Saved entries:

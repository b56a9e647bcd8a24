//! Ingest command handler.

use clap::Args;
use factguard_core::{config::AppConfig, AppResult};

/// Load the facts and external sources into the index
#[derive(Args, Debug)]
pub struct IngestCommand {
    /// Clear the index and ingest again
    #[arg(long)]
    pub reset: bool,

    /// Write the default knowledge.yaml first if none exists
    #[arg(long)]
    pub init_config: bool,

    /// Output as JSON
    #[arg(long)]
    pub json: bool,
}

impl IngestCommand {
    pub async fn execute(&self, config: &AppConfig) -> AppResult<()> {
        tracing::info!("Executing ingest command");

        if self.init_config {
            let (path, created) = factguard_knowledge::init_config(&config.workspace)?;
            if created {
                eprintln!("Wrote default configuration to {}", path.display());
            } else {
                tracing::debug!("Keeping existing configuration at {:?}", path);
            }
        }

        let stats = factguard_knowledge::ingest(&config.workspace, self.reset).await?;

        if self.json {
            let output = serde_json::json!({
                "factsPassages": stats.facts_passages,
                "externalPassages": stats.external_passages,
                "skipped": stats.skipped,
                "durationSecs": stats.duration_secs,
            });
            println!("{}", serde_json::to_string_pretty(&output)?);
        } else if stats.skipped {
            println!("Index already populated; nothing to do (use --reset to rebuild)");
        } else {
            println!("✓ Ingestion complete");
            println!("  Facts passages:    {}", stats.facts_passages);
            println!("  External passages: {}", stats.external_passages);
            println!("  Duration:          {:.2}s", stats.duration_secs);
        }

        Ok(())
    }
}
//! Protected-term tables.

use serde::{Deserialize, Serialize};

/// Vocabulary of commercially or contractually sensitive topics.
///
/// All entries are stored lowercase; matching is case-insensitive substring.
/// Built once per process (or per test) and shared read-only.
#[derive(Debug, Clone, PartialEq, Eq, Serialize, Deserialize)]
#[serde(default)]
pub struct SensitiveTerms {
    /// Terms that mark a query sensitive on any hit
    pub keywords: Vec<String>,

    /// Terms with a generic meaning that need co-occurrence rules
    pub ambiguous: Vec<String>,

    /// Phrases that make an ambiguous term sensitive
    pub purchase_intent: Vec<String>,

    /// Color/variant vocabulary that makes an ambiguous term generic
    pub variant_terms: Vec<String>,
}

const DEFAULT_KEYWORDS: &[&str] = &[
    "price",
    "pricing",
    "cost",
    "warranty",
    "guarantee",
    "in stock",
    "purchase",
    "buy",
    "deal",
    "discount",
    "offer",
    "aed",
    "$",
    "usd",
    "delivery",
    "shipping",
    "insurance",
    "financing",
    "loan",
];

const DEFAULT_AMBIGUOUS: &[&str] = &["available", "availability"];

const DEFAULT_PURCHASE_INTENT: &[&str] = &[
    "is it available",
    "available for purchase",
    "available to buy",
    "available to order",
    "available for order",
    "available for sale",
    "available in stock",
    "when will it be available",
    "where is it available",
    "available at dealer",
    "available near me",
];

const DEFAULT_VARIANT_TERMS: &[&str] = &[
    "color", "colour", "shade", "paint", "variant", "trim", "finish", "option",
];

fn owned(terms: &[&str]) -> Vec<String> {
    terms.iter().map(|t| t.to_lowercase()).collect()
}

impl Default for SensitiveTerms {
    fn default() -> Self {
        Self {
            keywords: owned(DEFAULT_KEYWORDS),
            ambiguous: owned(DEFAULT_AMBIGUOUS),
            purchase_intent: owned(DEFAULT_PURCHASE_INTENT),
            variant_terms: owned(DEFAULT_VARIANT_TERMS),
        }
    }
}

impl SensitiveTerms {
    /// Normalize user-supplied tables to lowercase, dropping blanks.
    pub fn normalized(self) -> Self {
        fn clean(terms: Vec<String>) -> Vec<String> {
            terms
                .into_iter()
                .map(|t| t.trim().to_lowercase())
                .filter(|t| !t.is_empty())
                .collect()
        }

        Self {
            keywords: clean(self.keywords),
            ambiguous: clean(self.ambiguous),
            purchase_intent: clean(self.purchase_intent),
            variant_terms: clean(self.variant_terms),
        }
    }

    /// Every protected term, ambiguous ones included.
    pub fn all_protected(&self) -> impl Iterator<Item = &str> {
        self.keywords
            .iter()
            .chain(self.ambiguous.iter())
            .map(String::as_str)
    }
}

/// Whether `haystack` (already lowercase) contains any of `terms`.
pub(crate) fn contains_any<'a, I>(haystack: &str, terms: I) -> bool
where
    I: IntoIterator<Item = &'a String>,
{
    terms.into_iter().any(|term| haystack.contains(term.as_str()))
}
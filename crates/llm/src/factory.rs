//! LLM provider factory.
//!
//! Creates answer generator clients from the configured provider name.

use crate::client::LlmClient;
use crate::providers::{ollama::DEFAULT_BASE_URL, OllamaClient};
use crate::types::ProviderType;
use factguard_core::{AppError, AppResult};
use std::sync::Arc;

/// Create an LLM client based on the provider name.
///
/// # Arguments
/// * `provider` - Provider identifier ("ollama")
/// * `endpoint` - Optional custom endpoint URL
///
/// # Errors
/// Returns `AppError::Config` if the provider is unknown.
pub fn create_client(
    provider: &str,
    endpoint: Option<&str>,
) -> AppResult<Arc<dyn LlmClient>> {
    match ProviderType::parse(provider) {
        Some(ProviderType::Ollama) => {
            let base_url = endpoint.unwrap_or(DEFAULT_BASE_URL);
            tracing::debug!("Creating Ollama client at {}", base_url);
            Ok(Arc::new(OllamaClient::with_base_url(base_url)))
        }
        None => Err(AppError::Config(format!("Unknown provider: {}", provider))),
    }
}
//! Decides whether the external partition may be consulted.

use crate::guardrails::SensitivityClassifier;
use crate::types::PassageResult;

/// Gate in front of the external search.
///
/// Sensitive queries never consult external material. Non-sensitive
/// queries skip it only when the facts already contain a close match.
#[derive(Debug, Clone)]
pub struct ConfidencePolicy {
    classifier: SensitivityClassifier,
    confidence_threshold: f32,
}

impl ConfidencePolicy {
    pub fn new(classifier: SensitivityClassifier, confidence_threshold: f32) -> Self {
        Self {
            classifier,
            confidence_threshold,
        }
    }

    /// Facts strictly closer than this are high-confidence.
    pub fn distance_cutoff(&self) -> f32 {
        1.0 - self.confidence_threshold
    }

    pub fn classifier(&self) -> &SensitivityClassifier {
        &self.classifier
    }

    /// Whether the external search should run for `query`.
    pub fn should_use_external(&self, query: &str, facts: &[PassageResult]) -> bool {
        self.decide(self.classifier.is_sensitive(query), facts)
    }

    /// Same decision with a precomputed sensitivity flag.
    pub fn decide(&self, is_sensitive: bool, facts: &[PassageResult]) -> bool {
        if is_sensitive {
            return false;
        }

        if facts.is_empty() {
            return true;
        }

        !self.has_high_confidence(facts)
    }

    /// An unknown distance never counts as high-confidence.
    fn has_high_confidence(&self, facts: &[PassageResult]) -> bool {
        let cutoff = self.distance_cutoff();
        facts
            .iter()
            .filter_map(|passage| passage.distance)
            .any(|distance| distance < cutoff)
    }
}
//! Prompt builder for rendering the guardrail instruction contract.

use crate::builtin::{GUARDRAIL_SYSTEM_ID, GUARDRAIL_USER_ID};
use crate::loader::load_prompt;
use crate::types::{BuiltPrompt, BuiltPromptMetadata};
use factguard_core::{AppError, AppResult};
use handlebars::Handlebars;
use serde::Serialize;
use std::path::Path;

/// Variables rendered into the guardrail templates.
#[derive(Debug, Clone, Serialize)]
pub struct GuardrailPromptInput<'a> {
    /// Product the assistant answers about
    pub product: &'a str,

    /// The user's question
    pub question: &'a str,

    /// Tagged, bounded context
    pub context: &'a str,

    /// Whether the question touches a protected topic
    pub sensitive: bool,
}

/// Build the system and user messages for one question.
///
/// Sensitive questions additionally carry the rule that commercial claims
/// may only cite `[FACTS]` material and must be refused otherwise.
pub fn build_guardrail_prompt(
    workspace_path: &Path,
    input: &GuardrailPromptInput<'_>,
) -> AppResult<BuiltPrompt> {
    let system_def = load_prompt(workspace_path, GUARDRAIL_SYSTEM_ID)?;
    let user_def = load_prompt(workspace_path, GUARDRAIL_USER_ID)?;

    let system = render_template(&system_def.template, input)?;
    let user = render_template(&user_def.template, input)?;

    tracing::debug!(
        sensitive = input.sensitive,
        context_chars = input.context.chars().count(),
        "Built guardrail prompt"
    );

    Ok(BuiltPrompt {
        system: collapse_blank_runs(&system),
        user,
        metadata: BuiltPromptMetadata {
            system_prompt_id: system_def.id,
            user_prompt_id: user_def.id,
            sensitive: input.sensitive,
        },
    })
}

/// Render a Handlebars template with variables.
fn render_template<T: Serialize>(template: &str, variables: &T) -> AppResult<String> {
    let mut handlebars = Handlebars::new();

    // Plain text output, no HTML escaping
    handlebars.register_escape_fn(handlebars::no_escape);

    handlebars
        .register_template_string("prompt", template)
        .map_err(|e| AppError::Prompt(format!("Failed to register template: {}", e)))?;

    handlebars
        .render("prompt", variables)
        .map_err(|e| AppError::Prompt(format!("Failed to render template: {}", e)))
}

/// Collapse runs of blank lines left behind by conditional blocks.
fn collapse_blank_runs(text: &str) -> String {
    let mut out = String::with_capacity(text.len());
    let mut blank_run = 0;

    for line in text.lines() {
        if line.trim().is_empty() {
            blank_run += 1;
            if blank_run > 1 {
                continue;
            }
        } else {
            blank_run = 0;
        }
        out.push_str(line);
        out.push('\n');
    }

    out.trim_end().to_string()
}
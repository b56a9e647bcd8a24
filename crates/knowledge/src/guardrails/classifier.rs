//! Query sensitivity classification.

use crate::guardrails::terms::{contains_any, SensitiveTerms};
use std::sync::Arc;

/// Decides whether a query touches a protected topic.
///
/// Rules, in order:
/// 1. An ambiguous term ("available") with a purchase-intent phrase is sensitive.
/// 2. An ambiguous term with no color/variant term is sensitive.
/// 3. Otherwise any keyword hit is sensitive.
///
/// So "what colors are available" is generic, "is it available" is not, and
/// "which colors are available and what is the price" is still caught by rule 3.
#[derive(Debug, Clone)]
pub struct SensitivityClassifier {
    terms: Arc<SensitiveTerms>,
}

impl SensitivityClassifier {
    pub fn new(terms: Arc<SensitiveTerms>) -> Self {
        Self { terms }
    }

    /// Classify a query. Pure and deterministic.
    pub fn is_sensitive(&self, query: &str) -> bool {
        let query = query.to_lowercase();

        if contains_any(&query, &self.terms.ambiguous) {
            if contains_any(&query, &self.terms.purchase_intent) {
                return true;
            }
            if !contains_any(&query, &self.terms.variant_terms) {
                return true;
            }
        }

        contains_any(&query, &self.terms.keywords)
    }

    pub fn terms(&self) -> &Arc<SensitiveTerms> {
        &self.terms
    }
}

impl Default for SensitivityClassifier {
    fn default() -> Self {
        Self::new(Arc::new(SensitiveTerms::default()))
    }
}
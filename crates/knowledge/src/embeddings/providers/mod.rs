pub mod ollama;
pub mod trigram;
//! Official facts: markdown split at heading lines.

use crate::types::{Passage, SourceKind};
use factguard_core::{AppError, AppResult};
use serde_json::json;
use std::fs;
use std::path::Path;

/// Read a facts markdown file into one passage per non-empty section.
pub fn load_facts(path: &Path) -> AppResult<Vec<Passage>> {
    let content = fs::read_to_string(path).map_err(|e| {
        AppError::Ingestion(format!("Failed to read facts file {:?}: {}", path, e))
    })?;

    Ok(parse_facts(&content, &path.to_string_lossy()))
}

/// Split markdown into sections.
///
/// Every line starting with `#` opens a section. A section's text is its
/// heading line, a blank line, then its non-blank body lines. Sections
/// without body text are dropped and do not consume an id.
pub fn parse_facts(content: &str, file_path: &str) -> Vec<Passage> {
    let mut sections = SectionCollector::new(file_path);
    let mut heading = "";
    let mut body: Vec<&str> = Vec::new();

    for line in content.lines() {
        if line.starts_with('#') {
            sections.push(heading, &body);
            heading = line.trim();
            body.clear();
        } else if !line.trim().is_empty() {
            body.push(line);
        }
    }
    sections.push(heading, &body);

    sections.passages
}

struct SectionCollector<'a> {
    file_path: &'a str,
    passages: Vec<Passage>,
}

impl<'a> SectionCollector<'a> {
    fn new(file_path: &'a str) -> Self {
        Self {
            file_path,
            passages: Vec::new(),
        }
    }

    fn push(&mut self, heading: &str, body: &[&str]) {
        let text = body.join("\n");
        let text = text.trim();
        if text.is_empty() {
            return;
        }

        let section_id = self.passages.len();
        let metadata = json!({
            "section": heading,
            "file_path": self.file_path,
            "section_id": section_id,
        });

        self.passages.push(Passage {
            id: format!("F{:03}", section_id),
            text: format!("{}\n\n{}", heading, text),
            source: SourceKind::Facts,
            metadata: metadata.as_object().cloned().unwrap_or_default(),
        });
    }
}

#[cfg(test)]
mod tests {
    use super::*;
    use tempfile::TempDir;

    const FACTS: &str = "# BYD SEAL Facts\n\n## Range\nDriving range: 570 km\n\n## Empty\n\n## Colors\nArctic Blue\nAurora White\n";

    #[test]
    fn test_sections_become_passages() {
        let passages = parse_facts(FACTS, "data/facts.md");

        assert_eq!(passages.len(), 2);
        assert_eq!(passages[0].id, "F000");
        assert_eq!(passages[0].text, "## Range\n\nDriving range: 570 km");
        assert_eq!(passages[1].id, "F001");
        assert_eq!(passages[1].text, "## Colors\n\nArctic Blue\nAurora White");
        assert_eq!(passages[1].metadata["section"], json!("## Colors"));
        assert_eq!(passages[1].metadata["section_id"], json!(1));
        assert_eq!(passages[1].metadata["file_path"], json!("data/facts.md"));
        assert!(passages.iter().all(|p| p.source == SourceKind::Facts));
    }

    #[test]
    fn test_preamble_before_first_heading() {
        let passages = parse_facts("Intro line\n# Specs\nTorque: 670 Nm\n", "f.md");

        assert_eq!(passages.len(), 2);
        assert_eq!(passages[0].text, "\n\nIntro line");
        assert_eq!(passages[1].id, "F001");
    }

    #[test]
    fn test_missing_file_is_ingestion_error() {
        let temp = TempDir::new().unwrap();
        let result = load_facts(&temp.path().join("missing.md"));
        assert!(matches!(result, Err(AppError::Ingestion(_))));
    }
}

_THE TASK:_
Out of the data above, give again only the lines starting at the one holding "impl Default for SensitiveTerms" and ending at the one holding "lowercase, dropping blanks.", unchanged.

_TASK OUTPUT:_
impl Default for SensitiveTerms {
    fn default() -> Self {
        Self {
            keywords: owned(DEFAULT_KEYWORDS),
            ambiguous: owned(DEFAULT_AMBIGUOUS),
            purchase_intent: owned(DEFAULT_PURCHASE_INTENT),
            variant_terms: owned(DEFAULT_VARIANT_TERMS),
        }
    }
}

impl SensitiveTerms {
    /// Normalize user-supplied tables to lowercase, dropping blanks.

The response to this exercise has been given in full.